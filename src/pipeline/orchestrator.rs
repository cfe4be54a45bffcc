use super::outcome::{DeploymentRequest, PipelineError, PipelineOutcome, RunStatus};
use crate::fetch::{FetchedRepository, RepositoryFetcher, RepositoryLocator};
use crate::generate::ArtifactGenerator;
use crate::inspect::{Evidence, RepositoryInspector};
use crate::intent::{validate_request, IntentExtractor};
use crate::merge::ConfigurationMerger;
use crate::progress::{ProgressEvent, ProgressHandler};
use std::time::Instant;
use tracing::{debug, info, warn};

/// Runs intent extraction, repository analysis, merge and generation in order.
///
/// Without a fetcher only local directory locators can be analyzed; any
/// remote locator then degrades to an intent-only run.
pub struct Pipeline {
    extractor: IntentExtractor<'static>,
    fetcher: Option<Box<dyn RepositoryFetcher>>,
    inspector: RepositoryInspector,
    merger: ConfigurationMerger,
    generator: ArtifactGenerator,
    progress_handler: Option<Box<dyn ProgressHandler>>,
}

impl Pipeline {
    pub fn new(generator: ArtifactGenerator) -> Self {
        Self {
            extractor: IntentExtractor::standard(),
            fetcher: None,
            inspector: RepositoryInspector::new(),
            merger: ConfigurationMerger::new(),
            generator,
            progress_handler: None,
        }
    }

    pub fn with_fetcher(mut self, fetcher: Box<dyn RepositoryFetcher>) -> Self {
        self.fetcher = Some(fetcher);
        self
    }

    pub fn with_inspector(mut self, inspector: RepositoryInspector) -> Self {
        self.inspector = inspector;
        self
    }

    pub fn with_progress(mut self, handler: Box<dyn ProgressHandler>) -> Self {
        self.progress_handler = Some(handler);
        self
    }

    fn emit(&self, event: ProgressEvent) {
        if let Some(handler) = &self.progress_handler {
            handler.on_progress(&event);
        }
    }

    pub fn run(&self, request: &DeploymentRequest) -> Result<PipelineOutcome, PipelineError> {
        let start = Instant::now();
        let text = validate_request(&request.text)?;

        self.emit(ProgressEvent::Started {
            request_len: text.len(),
            has_repository: request.repository.is_some(),
        });

        let intent = self.extractor.parse(text);
        self.emit(ProgressEvent::IntentExtracted {
            app_type: intent.app_type.to_string(),
            cloud_provider: intent.cloud_provider.to_string(),
            deployment_mode: intent.deployment_mode.to_string(),
        });

        let (evidence, status) = match request.repository.as_deref() {
            None => (None, RunStatus::Complete),
            Some(locator) => match self.analyze(locator) {
                Ok(evidence) => (Some(evidence), RunStatus::Complete),
                Err(reason) => {
                    self.emit(ProgressEvent::RepositoryUnavailable {
                        locator: locator.to_string(),
                        reason: reason.clone(),
                    });
                    (None, RunStatus::Degraded { reason })
                }
            },
        };

        let config = match &evidence {
            Some(evidence) => self.merger.merge(intent.clone(), evidence),
            None => intent.clone(),
        };
        config.validate()?;
        self.emit(ProgressEvent::ConfigMerged {
            app_type: config.app_type.to_string(),
            port: config.port,
            refined: config != intent,
        });
        debug!(config = %config, "Configuration ready for generation");

        let bundle = self.generator.generate(&config)?;
        self.emit(ProgressEvent::ArtifactsGenerated {
            artifacts: bundle.len(),
            limitations: bundle.limitations.len(),
        });

        self.emit(ProgressEvent::Completed {
            degraded: status.is_degraded(),
            total_time: start.elapsed(),
        });
        info!(
            name = %config.name,
            status = status.as_str(),
            elapsed_ms = start.elapsed().as_millis(),
            "Pipeline finished"
        );

        Ok(PipelineOutcome {
            intent,
            evidence,
            bundle,
            status,
        })
    }

    /// Fetches and inspects the repository. Any failure is returned as the
    /// reason for a degraded run.
    fn analyze(&self, locator: &str) -> Result<Evidence, String> {
        let fetch_start = Instant::now();
        let locator = RepositoryLocator::parse(locator).map_err(|e| e.to_string())?;

        let repository = match (&self.fetcher, &locator) {
            (Some(fetcher), _) => fetcher.fetch(&locator).map_err(|e| e.to_string())?,
            (None, RepositoryLocator::LocalPath(path)) => FetchedRepository::local(path.clone()),
            (None, remote) => {
                warn!(locator = %remote, "No fetcher configured for remote repository");
                return Err(format!("cannot fetch {remote}: remote fetching is disabled"));
            }
        };
        self.emit(ProgressEvent::RepositoryFetched {
            source: repository.source().to_string(),
            fetch_time: fetch_start.elapsed(),
        });

        let evidence = self
            .inspector
            .inspect(repository.root())
            .map_err(|e| e.to_string())?;
        self.emit(ProgressEvent::InspectionComplete {
            files_scanned: evidence.files_scanned,
            framework: evidence.framework.map(|f| f.to_string()),
            port: evidence.port,
            dependencies: evidence.dependencies.len(),
        });
        Ok(evidence)
    }
}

> **EXERCISE INSTRUCTIONS**
Repeat the whole listing verbatim.

> **ANSWER SECTION**
filename src/pipeline/orchestrator.rs
repository cfe4be54a45bffcc
use super::outcome::{DeploymentRequest, PipelineError, PipelineOutcome, RunStatus};
use crate::fetch::{FetchedRepository, RepositoryFetcher, RepositoryLocator};
use crate::generate::ArtifactGenerator;
use crate::inspect::{Evidence, RepositoryInspector};
use crate::intent::{validate_request, IntentExtractor};
use crate::merge::ConfigurationMerger;
use crate::progress::{ProgressEvent, ProgressHandler};
use std::time::Instant;
use tracing::{debug, info, warn};

/// Runs intent extraction, repository analysis, merge and generation in order.
///
/// Without a fetcher only local directory locators can be analyzed; any
/// remote locator then degrades to an intent-only run.
pub struct Pipeline {
    extractor: IntentExtractor<'static>,
    fetcher: Option<Box<dyn RepositoryFetcher>>,
    inspector: RepositoryInspector,
    merger: ConfigurationMerger,
    generator: ArtifactGenerator,
    progress_handler: Option<Box<dyn ProgressHandler>>,
}

impl Pipeline {
    pub fn new(generator: ArtifactGenerator) -> Self {
        Self {
            extractor: IntentExtractor::standard(),
            fetcher: None,
            inspector: RepositoryInspector::new(),
            merger: ConfigurationMerger::new(),
            generator,
            progress_handler: None,
        }
    }

    pub fn with_fetcher(mut self, fetcher: Box<dyn RepositoryFetcher>) -> Self {
        self.fetcher = Some(fetcher);
        self
    }

    pub fn with_inspector(mut self, inspector: RepositoryInspector) -> Self {
        self.inspector = inspector;
        self
    }

    pub fn with_progress(mut self, handler: Box<dyn ProgressHandler>) -> Self {
        self.progress_handler = Some(handler);
        self
    }

    fn emit(&self, event: ProgressEvent) {
        if let Some(handler) = &self.progress_handler {
            handler.on_progress(&event);
        }
    }

    pub fn run(&self, request: &DeploymentRequest) -> Result<PipelineOutcome, PipelineError> {
        let start = Instant::now();
        let text = validate_request(&request.text)?;

        self.emit(ProgressEvent::Started {
            request_len: text.len(),
            has_repository: request.repository.is_some(),
        });

        let intent = self.extractor.parse(text);
        self.emit(ProgressEvent::IntentExtracted {
            app_type: intent.app_type.to_string(),
            cloud_provider: intent.cloud_provider.to_string(),
            deployment_mode: intent.deployment_mode.to_string(),
        });

        let (evidence, status) = match request.repository.as_deref() {
            None => (None, RunStatus::Complete),
            Some(locator) => match self.analyze(locator) {
                Ok(evidence) => (Some(evidence), RunStatus::Complete),
                Err(reason) => {
                    self.emit(ProgressEvent::RepositoryUnavailable {
                        locator: locator.to_string(),
                        reason: reason.clone(),
                    });
                    (None, RunStatus::Degraded { reason })
                }
            },
        };

        let config = match &evidence {
            Some(evidence) => self.merger.merge(intent.clone(), evidence),
            None => intent.clone(),
        };
        config.validate()?;
        self.emit(ProgressEvent::ConfigMerged {
            app_type: config.app_type.to_string(),
            port: config.port,
            refined: config != intent,
        });
        debug!(config = %config, "Configuration ready for generation");

        let bundle = self.generator.generate(&config)?;
        self.emit(ProgressEvent::ArtifactsGenerated {
            artifacts: bundle.len(),
            limitations: bundle.limitations.len(),
        });

        self.emit(ProgressEvent::Completed {
            degraded: status.is_degraded(),
            total_time: start.elapsed(),
        });
        info!(
            name = %config.name,
            status = status.as_str(),
            elapsed_ms = start.elapsed().as_millis(),
            "Pipeline finished"
        );

        Ok(PipelineOutcome {
            intent,
            evidence,
            bundle,
            status,
        })
    }

    /// Fetches and inspects the repository. Any failure is returned as the
    /// reason for a degraded run.
    fn analyze(&self, locator: &str) -> Result<Evidence, String> {
        let fetch_start = Instant::now();
        let locator = RepositoryLocator::parse(locator).map_err(|e| e.to_string())?;

        let repository = match (&self.fetcher, &locator) {
            (Some(fetcher), _) => fetcher.fetch(&locator).map_err(|e| e.to_string())?,
            (None, RepositoryLocator::LocalPath(path)) => FetchedRepository::local(path.clone()),
            (None, remote) => {
                warn!(locator = %remote, "No fetcher configured for remote repository");
                return Err(format!("cannot fetch {remote}: remote fetching is disabled"));
            }
        };
        self.emit(ProgressEvent::RepositoryFetched {
            source: repository.source().to_string(),
            fetch_time: fetch_start.elapsed(),
        });

        let evidence = self
            .inspector
            .inspect(repository.root())
            .map_err(|e| e.to_string())?;
        self.emit(ProgressEvent::InspectionComplete {
            files_scanned: evidence.files_scanned,
            framework: evidence.framework.map(|f| f.to_string()),
            port: evidence.port,
            dependencies: evidence.dependencies.len(),
        });
        Ok(evidence)
    }
}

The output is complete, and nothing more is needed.